Partir du quotidien. L’image fonctionne mieux sur une situation, un fait ou une émotion ordinaires — pas sur quelque chose déjà extraordinaire.
Surligner. Le traitement rend la chose traitée remarquable : il dit « c’est ça qui compte » (l’attente du coup de fil, pas le coup de fil). Ce surlignage doit ensuite orienter la suite de la scène.
Exemples vidéo (dossier Drive) : Scrubs — Mandy Moore (s05e09) pour l’aparté visuel ; Bref — Mon pote s’est fait larguer et Bref — J’étais à côté de cette fille pour la voix intérieure et le montage.
Échauffement
A) La langue sensitive
9’Dispositif :
- Marche dans l’espace. Le·la formateur·rice lance des états dits en langage courant, que chacun·e incarne aussitôt : « être un gros lourd », « se sentir plus léger », « être collant », « être à plat », « gonflé·e à bloc ».
- On laisse la sensation modifier la démarche, le poids, le rythme — sans jouer une scène, juste être traversé·e par le mot.
B) Les expressions imagées
16’Dispositif :
- En duos, une scène banale.
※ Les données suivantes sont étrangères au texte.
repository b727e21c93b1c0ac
// Scripted demo session on the simulated media backend

use anyhow::Context;
use open_chorus_lib::commands::{chorus, export, recording, takes};
use open_chorus_lib::config::ChorusConfig;
use open_chorus_lib::media::{SimulatedBackend, SimulatedCapture};
use open_chorus_lib::playback::{PlaybackEvent, PlaybackState};
use open_chorus_lib::ChorusApp;
use std::path::PathBuf;
use std::sync::Arc;
use std::time::Duration;
use tokio::sync::broadcast::error::RecvError;

const SINGERS: [&str; 3] = ["Alice", "Bob", "Carol"];

#[tokio::main]
async fn main() -> anyhow::Result<()> {
    open_chorus_lib::init_tracing();

    let config_path = std::env::var_os("CHORUS_CONFIG").map(PathBuf::from);
    let config = ChorusConfig::load_or_default(config_path.as_deref())
        .context("failed to load configuration")?;

    // Slightly different clock rates so the drift monitor has work to do
    let backend = SimulatedBackend::new(vec![1.0, 1.03, 0.97]);
    let app = ChorusApp::new(
        config,
        Arc::new(backend),
        Box::new(SimulatedCapture::new("simulated-camera")),
        None,
    )?;

    for (i, singer) in SINGERS.iter().enumerate() {
        tracing::info!("{} is up", singer);
        recording::start_take(&app.recorder).await?;
        tokio::time::sleep(Duration::from_millis(1500 + 500 * i as u64)).await;
        let take = recording::stop_take(&app.recorder).await?;
        let saved = takes::save_take(&app.state, &app.recorder, Some(singer.to_string())).await?;
        tracing::info!(
            "Saved '{}' ({:.1}s, {} bytes)",
            saved.name,
            take.duration_ms / 1000.0,
            take.size_bytes
        );
    }

    let layout = takes::grid_layout(&app.state).await;
    tracing::info!("Grid: {} columns x {} rows", layout.columns, layout.rows);

    let mut events = chorus::chorus_events(&app.chorus).await;
    let session = chorus::play_chorus(&app.state, &app.chorus).await?;
    tracing::info!("Chorus session {} started", session);

    let mut corrections = 0;
    loop {
        match events.recv().await {
            Ok(PlaybackEvent::Synced(report)) => corrections += report.corrected.len(),
            Ok(PlaybackEvent::StateChanged(PlaybackState::Stopped)) => break,
            Ok(PlaybackEvent::Fault(message)) => anyhow::bail!("playback fault: {}", message),
            Ok(_) => {}
            Err(RecvError::Lagged(skipped)) => {
                tracing::debug!("Skipped {} playback events", skipped)
            }
            Err(RecvError::Closed) => break,
        }
    }
    tracing::info!("Chorus finished after {} drift corrections", corrections);

    let bundle = export::download_chorus(&app.state, &app.export, PathBuf::from("chorus-export")).await?;
    println!("Exported chorus to {}", bundle.display());

    Ok(())
}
Au signal, un·e joueur·euse prend une expression imagée au pied de la lettre et la joue physiquement, pendant que le dialogue continue normalement.
- Exemples à piocher : « déposer son sac », « en avoir plein le dos », « pédaler dans la semoule », « poser un lapin », « rouler dans la farine ».
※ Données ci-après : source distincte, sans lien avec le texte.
//! Readiness barrier
//!
//! No member may begin playback until every member has buffered enough to
//! play through. A single failing member fails the whole barrier.

use super::error::{PlaybackError, PlaybackResult};
use super::state::SessionMember;
use crate::media::ReadyState;
use futures::future::try_join_all;
use std::time::Duration;
use tokio_util::sync::CancellationToken;

/// Wait until all members are ready.
///
/// Fails with [`PlaybackError::Readiness`] as soon as one member errors,
/// when `timeout` elapses with a member still loading, or when `cancel`
/// fires.
pub async fn await_ready(
    members: &[SessionMember],
    timeout: Option<Duration>,
    cancel: &CancellationToken,
) -> PlaybackResult<()> {
    let waiting = async {
        let all_ready = try_join_all(members.iter().map(wait_for_member));
        match timeout {
            Some(limit) => match tokio::time::timeout(limit, all_ready).await {
                Ok(result) => result,
                Err(_) => Err(not_ready(
                    members,
                    format!("not ready after {}ms", limit.as_millis()),
                )),
            },
            None => all_ready.await,
        }
    };

    let result = tokio::select! {
        biased;
        _ = cancel.cancelled() => Err(not_ready(members, "start cancelled".to_string())),
        result = waiting => result,
    };

    result?;
    tracing::debug!("All {} members ready", members.len());
    Ok(())
}

/// Readiness error naming the first member still loading
fn not_ready(members: &[SessionMember], reason: String) -> PlaybackError {
    let stalled = members
        .iter()
        .find(|m| !m.source.ready_state().is_ready())
        .map(|m| m.name.clone())
        .unwrap_or_default();
    PlaybackError::Readiness {
        clip: stalled,
        reason,
    }
}

async fn wait_for_member(member: &SessionMember) -> PlaybackResult<()> {
    let mut readiness = member.source.readiness();

    let settled = readiness
        .wait_for(|state| state.is_settled())
        .await
        .map(|state| *state);
    let state = match settled {
        Ok(state) => state,
        Err(_) => {
            return Err(PlaybackError::Readiness {
                clip: member.name.clone(),
                reason: "media source closed".to_string(),
            })
        }
    };

    if state == ReadyState::Errored {
        tracing::warn!("Clip '{}' failed to load", member.name);
        return Err(PlaybackError::Readiness {
            clip: member.name.clone(),
            reason: "failed to load".to_string(),
        });
    }

    tracing::debug!("Clip '{}' ready", member.name);
    Ok(())
}

#[cfg(test)]
mod tests {
    use super::*;
    use crate::media::{ClipBehavior, ClipSource, SimulatedClip};
    use std::sync::Arc;
    use uuid::Uuid;

    fn member(name: &str, behavior: ClipBehavior) -> SessionMember {
        SessionMember {
            clip_id: Uuid::new_v4(),
            name: name.to_string(),
            source: Arc::new(SimulatedClip::with_duration(3.0, behavior)),
        }
    }

    async fn load_all(members: &[SessionMember]) {
        for m in members {
            m.source.load().await.unwrap();
        }
    }

    #[tokio::test(start_paused = true)]
    async fn test_waits_for_slowest_member() {
        let members = vec![
            member("fast", ClipBehavior::default()),
            member(
                "slow",
                ClipBehavior {
                    load_delay: Duration::from_secs(2),
                    ..ClipBehavior::default()
                },
            ),
        ];
        load_all(&members).await;

        let start = tokio::time::Instant::now();
        await_ready(&members, None, &CancellationToken::new()).await.unwrap();
        assert!(start.elapsed() >= Duration::from_secs(2));
        assert!(members.iter().all(|m| m.source.ready_state().is_ready()));
    }

    #[tokio::test(start_paused = true)]
    async fn test_one_error_fails_barrier() {
        let members = vec![
            member("good", ClipBehavior::default()),
            member(
                "broken",
                ClipBehavior {
                    fail_load: true,
                    ..ClipBehavior::default()
                },
            ),
        ];
        load_all(&members).await;

        let err = await_ready(&members, None, &CancellationToken::new()).await.unwrap_err();
        assert!(matches!(err, PlaybackError::Readiness { ref clip, .. } if clip == "broken"));
    }

    #[tokio::test(start_paused = true)]
    async fn test_timeout_names_stalled_member() {
        let members = vec![
            member("good", ClipBehavior::default()),
            member(
                "stalled",
                ClipBehavior {
                    stall: true,
                    ..ClipBehavior::default()
                },
            ),
        ];
        load_all(&members).await;

        let err = await_ready(&members, Some(Duration::from_secs(5)), &CancellationToken::new())
            .await
            .unwrap_err();
        assert_eq!(
            err,
            PlaybackError::Readiness {
                clip: "stalled".to_string(),
                reason: "not ready after 5000ms".to_string(),
            }
        );
    }

    #[tokio::test(start_paused = true)]
    async fn test_cancel_releases_stalled_wait() {
        let members = vec![
            member("good", ClipBehavior::default()),
            member(
                "stalled",
                ClipBehavior {
                    stall: true,
                    ..ClipBehavior::default()
                },
            ),
        ];
        load_all(&members).await;

        let token = CancellationToken::new();
        let canceller = token.clone();
        tokio::spawn(async move {
            tokio::time::sleep(Duration::from_millis(300)).await;
            canceller.cancel();
        });

        let start = tokio::time::Instant::now();
        let err = await_ready(&members, None, &token).await.unwrap_err();

        assert!(start.elapsed() < Duration::from_secs(1));
        assert_eq!(
            err,
            PlaybackError::Readiness {
                clip: "stalled".to_string(),
                reason: "start cancelled".to_string(),
            }
        );
    }
}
- On entre et on sort vite de l’image : c’est un aller-retour franc, pas une installation.
Exercices
A) La comparaison illustrée
16’Dispositif :
- En duos. A raconte un événement banal de sa journée en le comparant à un univers fort (« mon trajet en bus, c’était une expédition polaire »).
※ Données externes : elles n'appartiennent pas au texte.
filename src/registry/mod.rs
//! Clip registry
//!
//! Ordered collection of finalized takes. The registry owns every clip's
//! media; playback sessions borrow handles through [`ClipRegistry::snapshot`].

pub mod clip;
pub mod layout;

pub use clip::{Clip, ClipSummary};
pub use layout::GridLayout;

use crate::playback::SessionMember;
use thiserror::Error;
use tokio::sync::broadcast;
use uuid::Uuid;

/// Registry errors
#[derive(Error, Debug, Clone, PartialEq, Eq)]
pub enum RegistryError {
    #[error("No clip at index {index} (registry holds {len})")]
    IndexOutOfRange { index: usize, len: usize },
}

pub type RegistryResult<T> = Result<T, RegistryError>;

/// Events emitted when the registry changes
#[derive(Debug, Clone)]
pub enum RegistryEvent {
    Added { id: Uuid, layout: GridLayout },
    Removed { id: Uuid, layout: GridLayout },
}

impl RegistryEvent {
    /// Grid arrangement after the change
    pub fn layout(&self) -> GridLayout {
        match self {
            Self::Added { layout, .. } | Self::Removed { layout, .. } => *layout,
        }
    }
}

/// Ordered set of finalized clips
pub struct ClipRegistry {
    clips: Vec<Clip>,
    event_tx: broadcast::Sender<RegistryEvent>,
}

impl ClipRegistry {
    pub fn new() -> Self {
        let (event_tx, _) = broadcast::channel(100);
        Self {
            clips: Vec::new(),
            event_tx,
        }
    }

    /// Subscribe to relayout notifications
    pub fn subscribe(&self) -> broadcast::Receiver<RegistryEvent> {
        self.event_tx.subscribe()
    }

    /// Append a clip, returning its index
    pub fn add(&mut self, clip: Clip) -> usize {
        let id = clip.id();
        tracing::info!("Adding clip '{}' ({})", clip.name(), id);
        self.clips.push(clip);

        let _ = self.event_tx.send(RegistryEvent::Added {
            id,
            layout: self.layout(),
        });
        self.clips.len() - 1
    }

    /// Remove the clip at `index` and release its media
    pub fn remove(&mut self, index: usize) -> RegistryResult<ClipSummary> {
        if index >= self.clips.len() {
            return Err(RegistryError::IndexOutOfRange {
                index,
                len: self.clips.len(),
            });
        }

        let clip = self.clips.remove(index);
        let summary = clip.summary();
        clip.release();
        tracing::info!("Removed clip '{}' ({})", summary.name, summary.id);

        let _ = self.event_tx.send(RegistryEvent::Removed {
            id: summary.id,
            layout: self.layout(),
        });
        Ok(summary)
    }

    /// Release every clip
    pub fn clear(&mut self) {
        let count = self.clips.len();
        for clip in self.clips.drain(..) {
            clip.release();
        }
        if count > 0 {
            tracing::debug!("Released {} clips", count);
        }
    }

    pub fn get(&self, index: usize) -> Option<&Clip> {
        self.clips.get(index)
    }

    pub fn position_of(&self, id: Uuid) -> Option<usize> {
        self.clips.iter().position(|clip| clip.id() == id)
    }

    pub fn len(&self) -> usize {
        self.clips.len()
    }

    pub fn is_empty(&self) -> bool {
        self.clips.is_empty()
    }

    pub fn iter(&self) -> impl Iterator<Item = &Clip> {
        self.clips.iter()
    }

    pub fn layout(&self) -> GridLayout {
        GridLayout::for_count(self.clips.len())
    }

    /// Ordered session handles for the playback engine
    pub fn snapshot(&self) -> Vec<SessionMember> {
        self.clips.iter().map(Clip::session_member).collect()
    }
}

impl Default for ClipRegistry {
    fn default() -> Self {
        Self::new()
    }
}

impl Drop for ClipRegistry {
    fn drop(&mut self) {
        self.clear();
    }
}
//! Chorus export
//!
//! Writes every recorded take, with a manifest, into a bundle directory.

pub mod bundle;
pub mod types;

pub use bundle::{is_valid_bundle, read_manifest, read_meta, write_bundle};
pub use types::{
    BundleMeta, ExportError, ExportOptions, ExportResult, ExportTake, MediaContainer,
    TakeManifestEntry, BUNDLE_FORMAT,
};
pub mod codec;
pub mod core;
pub mod domain;
pub mod utils;

#[cfg(feature = "cli")]
pub mod config;

pub use domain::itemset::ItemSet;
pub use utils::error::{ItemSetError, Result};
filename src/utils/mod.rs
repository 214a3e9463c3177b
pub mod error;
pub mod logger;
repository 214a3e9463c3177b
use tracing_subscriber::{layer::SubscriberExt, util::SubscriberInitExt, EnvFilter};

pub fn init_cli_logger(verbose: bool) {
    let filter = if verbose {
        EnvFilter::try_from_default_env().unwrap_or_else(|_| EnvFilter::new("itemset=debug,info"))
    } else {
        EnvFilter::try_from_default_env().unwrap_or_else(|_| EnvFilter::new("itemset=info"))
    };

    tracing_subscriber::registry()
        .with(filter)
        .with(
            tracing_subscriber::fmt::layer()
                .with_target(false)
                .with_thread_ids(false)
                .with_file(false)
                .with_line_number(false)
                .compact(),
        )
        .init();
}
- B devient le partenaire de jeu de l’univers : ensemble, iels jouent l’expédition polaire… tout en parlant du trajet en bus.
B) Danser l’émotion
16’Dispositif :
- Une scène à deux démarre normalement. Au signal du·de la formateur·rice (une frappe), un·e des joueur·euse·s danse son émotion du moment : 10–15 secondes de mouvement pur qui traduit l’intérieur.
- Nouvelle frappe : on reprend la scène là où elle s’était arrêtée.
- Les deux personnages dansent leurs émotions en même temps : on lit le rapport entre les deux ressentis.
C) L’aparté visuel
18’Dispositif :
- En duos. A annonce quelque chose de fort à B (une rupture, un licenciement, une mauvaise nouvelle) et continue de parler normalement, comme si tout était ordinaire.
- B, lui·elle, bascule dans un aparté visuel : il·elle image physiquement ce qu’il·elle ressent (se poignarder le cœur, s’effondrer au ralenti, se noyer…) tout en restant dans la scène.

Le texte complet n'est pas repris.